Saved data entries:
┌──

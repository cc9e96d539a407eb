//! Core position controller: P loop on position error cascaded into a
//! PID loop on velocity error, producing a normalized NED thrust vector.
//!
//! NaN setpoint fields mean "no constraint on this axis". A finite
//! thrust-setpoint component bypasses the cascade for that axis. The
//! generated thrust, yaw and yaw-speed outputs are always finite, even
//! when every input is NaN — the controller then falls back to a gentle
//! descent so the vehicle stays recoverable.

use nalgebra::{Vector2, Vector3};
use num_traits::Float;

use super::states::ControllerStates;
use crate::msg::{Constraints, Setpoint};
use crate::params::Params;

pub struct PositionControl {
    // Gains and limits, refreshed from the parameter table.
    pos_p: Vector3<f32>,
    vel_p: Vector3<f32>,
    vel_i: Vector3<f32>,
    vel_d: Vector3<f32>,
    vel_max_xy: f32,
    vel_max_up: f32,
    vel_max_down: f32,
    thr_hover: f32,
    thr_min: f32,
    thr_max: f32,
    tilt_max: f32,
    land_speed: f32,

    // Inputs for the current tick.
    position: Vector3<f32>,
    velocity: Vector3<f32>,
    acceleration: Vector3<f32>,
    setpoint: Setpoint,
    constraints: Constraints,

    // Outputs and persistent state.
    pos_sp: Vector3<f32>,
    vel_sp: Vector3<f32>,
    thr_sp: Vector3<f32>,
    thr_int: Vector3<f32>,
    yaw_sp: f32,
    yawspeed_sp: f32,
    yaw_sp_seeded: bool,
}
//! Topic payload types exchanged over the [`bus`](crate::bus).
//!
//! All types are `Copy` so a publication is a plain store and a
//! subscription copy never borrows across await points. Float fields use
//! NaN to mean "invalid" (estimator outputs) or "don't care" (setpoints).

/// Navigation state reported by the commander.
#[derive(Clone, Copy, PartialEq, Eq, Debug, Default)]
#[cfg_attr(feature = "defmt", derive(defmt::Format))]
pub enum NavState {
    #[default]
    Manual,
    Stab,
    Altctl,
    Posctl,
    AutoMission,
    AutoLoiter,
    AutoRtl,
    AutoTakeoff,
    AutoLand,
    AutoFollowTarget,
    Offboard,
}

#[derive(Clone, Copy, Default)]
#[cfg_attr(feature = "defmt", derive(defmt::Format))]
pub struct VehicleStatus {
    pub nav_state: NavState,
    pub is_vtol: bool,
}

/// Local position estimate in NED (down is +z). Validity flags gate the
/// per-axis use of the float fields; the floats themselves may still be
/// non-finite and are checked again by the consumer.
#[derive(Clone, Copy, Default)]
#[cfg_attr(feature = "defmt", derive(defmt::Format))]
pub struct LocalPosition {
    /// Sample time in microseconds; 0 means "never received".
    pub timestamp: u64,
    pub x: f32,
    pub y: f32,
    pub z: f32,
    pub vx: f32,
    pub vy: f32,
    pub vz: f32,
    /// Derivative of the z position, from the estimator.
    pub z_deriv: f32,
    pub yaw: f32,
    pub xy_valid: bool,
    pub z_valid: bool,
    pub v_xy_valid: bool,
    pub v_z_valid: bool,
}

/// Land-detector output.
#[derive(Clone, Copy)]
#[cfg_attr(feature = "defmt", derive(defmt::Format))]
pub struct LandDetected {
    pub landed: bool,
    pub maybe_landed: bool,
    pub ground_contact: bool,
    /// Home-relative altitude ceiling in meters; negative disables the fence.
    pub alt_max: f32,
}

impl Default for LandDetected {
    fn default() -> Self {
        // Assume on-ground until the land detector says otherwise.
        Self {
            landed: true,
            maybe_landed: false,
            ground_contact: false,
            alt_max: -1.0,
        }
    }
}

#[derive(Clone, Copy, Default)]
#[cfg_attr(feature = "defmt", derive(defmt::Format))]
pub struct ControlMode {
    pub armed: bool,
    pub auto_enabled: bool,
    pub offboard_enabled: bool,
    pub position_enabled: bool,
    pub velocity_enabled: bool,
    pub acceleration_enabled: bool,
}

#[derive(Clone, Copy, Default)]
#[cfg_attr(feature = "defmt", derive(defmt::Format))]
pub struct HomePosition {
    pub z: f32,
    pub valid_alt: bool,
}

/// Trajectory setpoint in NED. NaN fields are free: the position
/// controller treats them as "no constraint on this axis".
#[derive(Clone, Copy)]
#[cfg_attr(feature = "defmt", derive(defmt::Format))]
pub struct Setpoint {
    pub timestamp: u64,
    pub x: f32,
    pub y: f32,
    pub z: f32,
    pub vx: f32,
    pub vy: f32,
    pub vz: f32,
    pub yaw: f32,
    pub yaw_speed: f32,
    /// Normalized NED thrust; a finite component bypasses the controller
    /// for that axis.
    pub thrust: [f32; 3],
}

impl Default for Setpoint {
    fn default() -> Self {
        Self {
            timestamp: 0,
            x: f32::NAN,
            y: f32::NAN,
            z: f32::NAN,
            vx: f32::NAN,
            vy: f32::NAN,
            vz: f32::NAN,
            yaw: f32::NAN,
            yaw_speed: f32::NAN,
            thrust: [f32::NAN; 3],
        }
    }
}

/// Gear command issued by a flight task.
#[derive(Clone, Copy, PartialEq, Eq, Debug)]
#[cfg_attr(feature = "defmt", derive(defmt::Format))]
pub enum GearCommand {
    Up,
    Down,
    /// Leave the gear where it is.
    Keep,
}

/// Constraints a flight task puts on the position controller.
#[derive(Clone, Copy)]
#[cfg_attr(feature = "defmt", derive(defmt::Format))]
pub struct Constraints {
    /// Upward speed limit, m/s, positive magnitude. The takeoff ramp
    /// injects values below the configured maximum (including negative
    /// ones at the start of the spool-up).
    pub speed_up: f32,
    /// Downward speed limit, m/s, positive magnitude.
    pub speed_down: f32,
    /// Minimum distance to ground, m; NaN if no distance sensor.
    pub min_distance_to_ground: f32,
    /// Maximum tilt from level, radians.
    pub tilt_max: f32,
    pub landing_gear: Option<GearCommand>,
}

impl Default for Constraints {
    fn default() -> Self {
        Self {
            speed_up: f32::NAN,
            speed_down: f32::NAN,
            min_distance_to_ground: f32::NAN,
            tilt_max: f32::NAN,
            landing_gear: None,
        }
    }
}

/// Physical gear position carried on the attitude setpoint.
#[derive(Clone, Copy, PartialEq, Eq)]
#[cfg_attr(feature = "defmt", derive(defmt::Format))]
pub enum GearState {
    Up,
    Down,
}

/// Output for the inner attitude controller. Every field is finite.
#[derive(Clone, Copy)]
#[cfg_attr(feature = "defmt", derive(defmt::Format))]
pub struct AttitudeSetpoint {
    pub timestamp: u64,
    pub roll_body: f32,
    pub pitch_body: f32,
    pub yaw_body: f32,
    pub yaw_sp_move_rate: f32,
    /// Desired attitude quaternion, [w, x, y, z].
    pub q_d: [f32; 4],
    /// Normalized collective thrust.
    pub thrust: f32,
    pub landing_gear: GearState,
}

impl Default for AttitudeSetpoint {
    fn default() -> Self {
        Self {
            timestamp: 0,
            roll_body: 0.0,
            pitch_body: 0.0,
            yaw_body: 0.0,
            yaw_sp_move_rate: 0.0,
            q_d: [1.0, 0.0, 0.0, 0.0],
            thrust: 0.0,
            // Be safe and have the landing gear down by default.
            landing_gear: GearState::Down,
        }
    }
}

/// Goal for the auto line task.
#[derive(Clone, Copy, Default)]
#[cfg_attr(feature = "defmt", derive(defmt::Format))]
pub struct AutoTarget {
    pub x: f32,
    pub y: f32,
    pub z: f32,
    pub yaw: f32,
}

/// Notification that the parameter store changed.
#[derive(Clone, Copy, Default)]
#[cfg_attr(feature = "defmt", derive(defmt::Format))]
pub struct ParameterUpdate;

└──

> WHAT NEEDS TO BE DONE
Could you work out how many lines above contain the string "from"? Only the number should be given.

> ANSWER BELOW
3